Who Would Chose Socialism?
The Israeli Kibbutzim provide the acid test for Voluntary Socialism.
What percentage of people would choose to live under socialism? The communist countries do not help us to answer this question, for neither through elections nor through emigration do they offer their people any choice. What about the electoral experience of democratic societies such as England or Sweden? Even this does not enable us to disentangle (imagined) self-interest from our topic: the desire to participate in socialist interpersonal relations of equality and community.
To find out what percentage of people especially want to live under socialism, we need a situation where people have a reasonably attractive socialist option and also a reasonably attractive nonsocialist one. If it is not precisely the optimal experiment to answer our question, the Israeli experience with kibbutzim comes as close as the real world can.
Not only have the kibbutzim offered socialist personal relations in a socialist community, but these communities have been widely admired for performing the important functions of reclaiming the land, aiding Jewish self defense, and "normalizing" the occupational structure of the Jewish people. Unlike 19th-century utopian communities in America or 20th-century "communes, membership in a kibbutz brought respect and support from the wider society, aiding members through difficulties. Furthermore, no natural population provides a more fertile ground for socialist commitment than the Ashkenazi Jewish population. No people is more prone to being captured by an "idealistic" ideological position, especially one emphasizing group solidarity. Indeed, there was selective entry into Israel early in the century; many came in order to help build socialism and did their best to instill their ideals in their children.
The kibbutzim are now a very comfortable alternative. By and large they are economically very prosperous. A high level of cultural activity is available per capita. They have a widely admired educational system (one which, despite their socialist beliefs, kibbutzniks have been somewhat reluctant to share by a day with poorer children in the surrounding areas). They offer occupational opportunities in agriculture, industry, the arts and services, as well as administrative and political tasks in the wider kibbutz movement. No doubt, there are some occupations not easily carried out in a kibbutz setting (for example, experimental particle physicist), though there have been attempts to have university teachers based in a nearby kibbutz.
Within Israel, the kibbutz is a prosperous, widely respected and encouraged community (the encouragement includes tax benefits) offering variegated occupational and leisure opportunities. It seems fair to say that the major reason for an Israeli's not living in a kibbutz is that he just doesn't want to live that way.

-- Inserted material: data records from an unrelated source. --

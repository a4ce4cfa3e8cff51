//! Lifecycle management subsystem.
//!
//! # Data Flow
//! ```text
//! Startup (startup.rs):
//!     Parse args → Init logging/tracing → Validate config → Init metrics
//!     → Register handlers → Bind listener → Serve
//!
//! Signals (signals.rs):
//!     SIGINT/SIGTERM/SIGABRT → Shutdown::notify (once)
//!
//! Shutdown (shutdown.rs):
//!     Signal received → Log → Grace sleep → Flush telemetry → Return (exit 0)
//! ```
//!
//! # Design Decisions
//! - Fail fast: any startup error is fatal, nothing is retried
//! - The listener keeps accepting during the grace period
//! - Every termination signal ends in the same clean exit

pub mod shutdown;
pub mod signals;
pub mod startup;

pub use shutdown::{Shutdown, TerminationSignal};
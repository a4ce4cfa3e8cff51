//! Configuration validation.
//!
//! # Responsibilities
//! - Turn the raw port setting into a usable TCP port
//! - Validate value ranges (port in 1..=65535, non-empty service name)
//!
//! # Design Decisions
//! - Missing, non-numeric and out-of-range ports are distinct errors
//! - Validation is pure: input → Result<value, ConfigError>

use crate::config::loader::ConfigError;

/// Parse the raw port setting into an integer. Range is checked by
/// [`validate_port`].
pub fn parse_port(raw: Option<&str>) -> Result<i64, ConfigError> {
    let raw = raw.ok_or(ConfigError::MissingPort)?;
    raw.trim()
        .parse()
        .map_err(|_| ConfigError::InvalidPort(raw.to_string()))
}

/// Check that `port` is a positive integer within the TCP port range.
pub fn validate_port(port: i64) -> Result<u16, ConfigError> {
    match u16::try_from(port) {
        Ok(p) if p > 0 => Ok(p),
        _ => Err(ConfigError::PortOutOfRange(port)),
    }
}

pub fn validate_service_name(name: &str) -> Result<(), ConfigError> {
    if name.trim().is_empty() {
        return Err(ConfigError::EmptyServiceName);
    }
    Ok(())
}
//! Certificate request handler.
//!
//! Acknowledges a domain submitted from the home page form. No certificate
//! is issued; the submitted name is echoed back into the page as-is.
//!
//! Form values come from the urlencoded body followed by the URL query, so
//! a repeated `domain` field keeps every value in submission order.

use axum::{
    extract::{
        rejection::{FormRejection, QueryRejection},
        Form, Query,
    },
    http::Method,
    response::{Html, IntoResponse, Response},
};

use crate::http::response::method_not_supported;

/// Name of the form field carrying the requested domain.
pub const DOMAIN_FIELD: &str = "domain";

/// Decoded `name=value` pairs of a form or query string.
pub type FormPairs = Vec<(String, String)>;

/// A certificate request assembled from the submitted form.
#[derive(Debug, Default, Clone, PartialEq, Eq)]
pub struct CertificateRequest {
    /// Every `domain` value submitted, body values first.
    pub domains: Vec<String>,
}

impl CertificateRequest {
    /// Collect the `domain` values from the body pairs, then the query pairs.
    pub fn from_pairs(body: &[(String, String)], query: &[(String, String)]) -> Self {
        let domains = body
            .iter()
            .chain(query)
            .filter(|(name, _)| name == DOMAIN_FIELD)
            .map(|(_, value)| value.clone())
            .collect();
        Self { domains }
    }

    /// The submitted domains as shown to the user, space separated.
    pub fn domain(&self) -> String {
        self.domains.join(" ")
    }
}

/// Render the acknowledgement page for `domain`.
///
/// The value is inserted without HTML escaping.
pub fn render_acknowledgement(domain: &str) -> String {
    format!(
        r#"
<!DOCTYPE html>
<html>
<head>
  <meta charset="UTF-8" />
</head>
<body>
	<div>
		<h1>Request for domain {domain} generated successfully<h1>
	</div>
</body>
</html>
"#
    )
}

/// Handler for POST /create
#[tracing::instrument(skip_all, name = "certinator.certificate.request")]
pub async fn issue_certificate(
    method: Method,
    query: Result<Query<FormPairs>, QueryRejection>,
    form: Result<Form<FormPairs>, FormRejection>,
) -> Response {
    if method != Method::POST {
        return method_not_supported();
    }

    let body = form.map(|Form(pairs)| pairs).unwrap_or_else(|rejection| {
        tracing::debug!(error = %rejection, "Unreadable certificate request form");
        Vec::new()
    });
    let query = query.map(|Query(pairs)| pairs).unwrap_or_else(|rejection| {
        tracing::debug!(error = %rejection, "Unreadable certificate request query");
        Vec::new()
    });

    let request = CertificateRequest::from_pairs(&body, &query);
    let domain = request.domain();

    tracing::info!(domain = %domain, "Certificate requested");
    Html(render_acknowledgement(&domain)).into_response()
}
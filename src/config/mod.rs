//! Configuration management subsystem.
//!
//! # Data Flow
//! ```text
//! command line + environment (HOST_PORT, SERVICE_NAME, ...)
//!     → schema.rs (clap parse into Args)
//!     → loader.rs (assemble AppConfig)
//!     → validation.rs (port present, numeric, in range)
//!     → ServerConfig / TelemetryConfig (validated, immutable)
//! ```
//!
//! # Design Decisions
//! - Config is immutable once loaded
//! - The listen port has no default; startup fails without it
//! - Every other setting has a default to allow minimal environments

pub mod loader;
pub mod schema;
pub mod validation;

pub use loader::{load_config, AppConfig, ConfigError};
pub use schema::{Args, ServerConfig, TelemetryConfig};
//! Process-level tests: exit codes for startup errors and signals.

#![cfg(unix)]

use std::net::{SocketAddr, TcpListener, TcpStream};
use std::process::{Child, Command, ExitStatus, Stdio};
use std::thread;
use std::time::{Duration, Instant};

fn certinator() -> Command {
    let mut cmd = Command::new(env!("CARGO_BIN_EXE_certinator"));
    cmd.env_remove("HOST_PORT")
        .env("OTEL_EXPORTER_OTLP_ENDPOINT", "http://127.0.0.1:1")
        .env("SHUTDOWN_GRACE_MS", "100")
        .env("RUST_LOG", "warn")
        .stdout(Stdio::null())
        .stderr(Stdio::null());
    cmd
}

fn free_port() -> u16 {
    let listener = TcpListener::bind("127.0.0.1:0").unwrap();
    listener.local_addr().unwrap().port()
}

fn wait_for_exit(child: &mut Child, timeout: Duration) -> ExitStatus {
    let deadline = Instant::now() + timeout;
    loop {
        if let Some(status) = child.try_wait().unwrap() {
            return status;
        }
        if Instant::now() >= deadline {
            let _ = child.kill();
            panic!("process did not exit within {timeout:?}");
        }
        thread::sleep(Duration::from_millis(20));
    }
}

fn wait_until_listening(port: u16) {
    let addr = SocketAddr::from(([127, 0, 0, 1], port));
    let deadline = Instant::now() + Duration::from_secs(10);
    while TcpStream::connect_timeout(&addr, Duration::from_millis(100)).is_err() {
        assert!(Instant::now() < deadline, "server never started listening");
        thread::sleep(Duration::from_millis(20));
    }
}

fn exits_zero_on(signal: libc::c_int) {
    let port = free_port();
    let mut child = certinator()
        .env("HOST_PORT", port.to_string())
        .spawn()
        .unwrap();

    wait_until_listening(port);

    // SAFETY: signalling a child process we own.
    let rc = unsafe { libc::kill(child.id() as libc::pid_t, signal) };
    assert_eq!(rc, 0);

    let status = wait_for_exit(&mut child, Duration::from_secs(15));
    assert_eq!(status.code(), Some(0));
}

#[test]
fn test_missing_port_exits_nonzero() {
    let status = certinator().status().unwrap();
    assert_eq!(status.code(), Some(1));
}

#[test]
fn test_invalid_port_exits_nonzero() {
    let status = certinator().env("HOST_PORT", "not-a-port").status().unwrap();
    assert_eq!(status.code(), Some(1));
}

#[test]
fn test_out_of_range_port_exits_nonzero() {
    let status = certinator().env("HOST_PORT", "70000").status().unwrap();
    assert_eq!(status.code(), Some(1));
}

#[test]
fn test_sigterm_exits_zero() {
    exits_zero_on(libc::SIGTERM);
}

#[test]
fn test_sigint_exits_zero() {
    exits_zero_on(libc::SIGINT);
}

#[test]
fn test_sigabrt_exits_zero() {
    exits_zero_on(libc::SIGABRT);
}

The kibbutz population makes up 3.5 percent of the Jewish population of Israel and about 6 percent of the Ashkenazi Jewish population (of the kibbutz population, 85 percent is Ashkenazi). So now we know approximately how many people would choose, under highly conducive conditions, to live under socialism: about six percent.
To be sure, the estimate must be refined a bit. No doubt some people outside kibbutzim want to live there but don't because their mates strongly object, just as some reside within kibbutzim because of their mates' strong preference. Some people who wish to leave stay in kibbutzim because there is no vested pension right that they can take with them, while some people who live in moshavim also may be seeking some socialist mode of life (of the Israeli population, 4.5 percent, with equal Ashkenazi and Sephardi components, is in moshavim, some of which combine communal production with familial consumption).
Let us be generous and suppose that half again as many would choose socialism. This brings the number up from six to nine percent. Under conditions as ideal as the real world can produce, nine percent of the people would choose to shape their lives in accordance with socialist principles.
Surely this minority should everywhere be allowed to do this, joining together with other like-minded people to live according to their desires. (It is a virtue of a free system that it allows minority preferences to be satisfied, just as a free market caters also to minority tastes—for example, for recordings of Renaissance music or of chassidic songs.) Furthermore, this minority may try to persuade the rest of us of the superior virtues of their ideal.
But that's all. They may not force the rest of us to live that way. We can understand, though, why they might be tempted to do so. In that setting most conducive to the free acceptance of socialist ideals, with the most attractive and respected socialist communities and the most receptive population, only nine percent (as a generous estimate) would choose to live that way. The prospects, therefore, are dim for interpersonal socialism's coming anywhere voluntarily. As Israel shows us, there won't be enough volunteers.